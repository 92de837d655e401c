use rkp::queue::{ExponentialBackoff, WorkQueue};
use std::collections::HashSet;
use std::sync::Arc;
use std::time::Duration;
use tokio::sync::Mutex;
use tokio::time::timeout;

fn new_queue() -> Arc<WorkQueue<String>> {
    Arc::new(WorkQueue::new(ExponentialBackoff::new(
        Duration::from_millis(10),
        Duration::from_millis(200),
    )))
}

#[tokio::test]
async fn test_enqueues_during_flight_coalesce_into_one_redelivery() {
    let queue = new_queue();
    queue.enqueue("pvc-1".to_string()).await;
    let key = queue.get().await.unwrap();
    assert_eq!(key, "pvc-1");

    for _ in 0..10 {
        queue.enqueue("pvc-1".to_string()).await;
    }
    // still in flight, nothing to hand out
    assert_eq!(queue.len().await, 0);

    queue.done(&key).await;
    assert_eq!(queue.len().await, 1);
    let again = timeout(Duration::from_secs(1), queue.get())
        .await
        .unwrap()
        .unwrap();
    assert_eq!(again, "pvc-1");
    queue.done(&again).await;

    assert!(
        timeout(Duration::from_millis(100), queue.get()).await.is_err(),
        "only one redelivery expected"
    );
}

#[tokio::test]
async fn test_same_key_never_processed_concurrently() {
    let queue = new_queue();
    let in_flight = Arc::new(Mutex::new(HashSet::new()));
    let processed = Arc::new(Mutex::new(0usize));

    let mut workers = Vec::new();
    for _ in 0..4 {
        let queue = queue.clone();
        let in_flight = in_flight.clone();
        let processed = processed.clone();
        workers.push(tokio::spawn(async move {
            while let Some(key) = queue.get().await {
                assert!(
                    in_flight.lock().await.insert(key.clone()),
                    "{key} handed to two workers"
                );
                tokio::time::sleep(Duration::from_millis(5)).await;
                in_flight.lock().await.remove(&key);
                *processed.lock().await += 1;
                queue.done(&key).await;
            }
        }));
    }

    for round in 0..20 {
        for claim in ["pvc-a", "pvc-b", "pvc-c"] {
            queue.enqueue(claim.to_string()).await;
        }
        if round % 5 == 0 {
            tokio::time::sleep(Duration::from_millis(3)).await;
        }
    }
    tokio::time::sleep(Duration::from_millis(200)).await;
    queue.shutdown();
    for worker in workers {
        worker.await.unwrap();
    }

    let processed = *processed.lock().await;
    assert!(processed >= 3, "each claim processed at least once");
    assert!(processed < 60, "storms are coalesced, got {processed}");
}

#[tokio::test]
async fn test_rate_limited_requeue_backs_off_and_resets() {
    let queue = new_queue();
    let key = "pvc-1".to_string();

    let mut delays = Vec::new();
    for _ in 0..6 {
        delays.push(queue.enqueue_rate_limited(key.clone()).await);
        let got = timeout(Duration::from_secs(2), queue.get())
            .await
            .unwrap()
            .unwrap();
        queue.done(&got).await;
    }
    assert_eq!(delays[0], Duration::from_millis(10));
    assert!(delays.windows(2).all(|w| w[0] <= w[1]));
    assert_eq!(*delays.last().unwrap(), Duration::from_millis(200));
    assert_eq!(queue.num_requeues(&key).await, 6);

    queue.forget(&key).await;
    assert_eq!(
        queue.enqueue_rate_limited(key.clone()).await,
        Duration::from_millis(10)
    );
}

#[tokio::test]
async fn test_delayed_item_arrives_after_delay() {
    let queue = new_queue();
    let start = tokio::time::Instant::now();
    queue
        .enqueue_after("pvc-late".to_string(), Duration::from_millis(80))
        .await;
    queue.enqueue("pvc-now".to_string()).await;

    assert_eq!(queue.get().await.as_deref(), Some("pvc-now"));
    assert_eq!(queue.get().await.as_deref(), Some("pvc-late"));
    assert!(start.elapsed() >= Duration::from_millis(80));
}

**Description of the task:**
Each line above that holds the string "async" should be copied and shown.

**Reply:**
async fn test_enqueues_during_flight_coalesce_into_one_redelivery() {
async fn test_same_key_never_processed_concurrently() {
        workers.push(tokio::spawn(async move {
async fn test_rate_limited_requeue_backs_off_and_resets() {
async fn test_delayed_item_arrives_after_delay() {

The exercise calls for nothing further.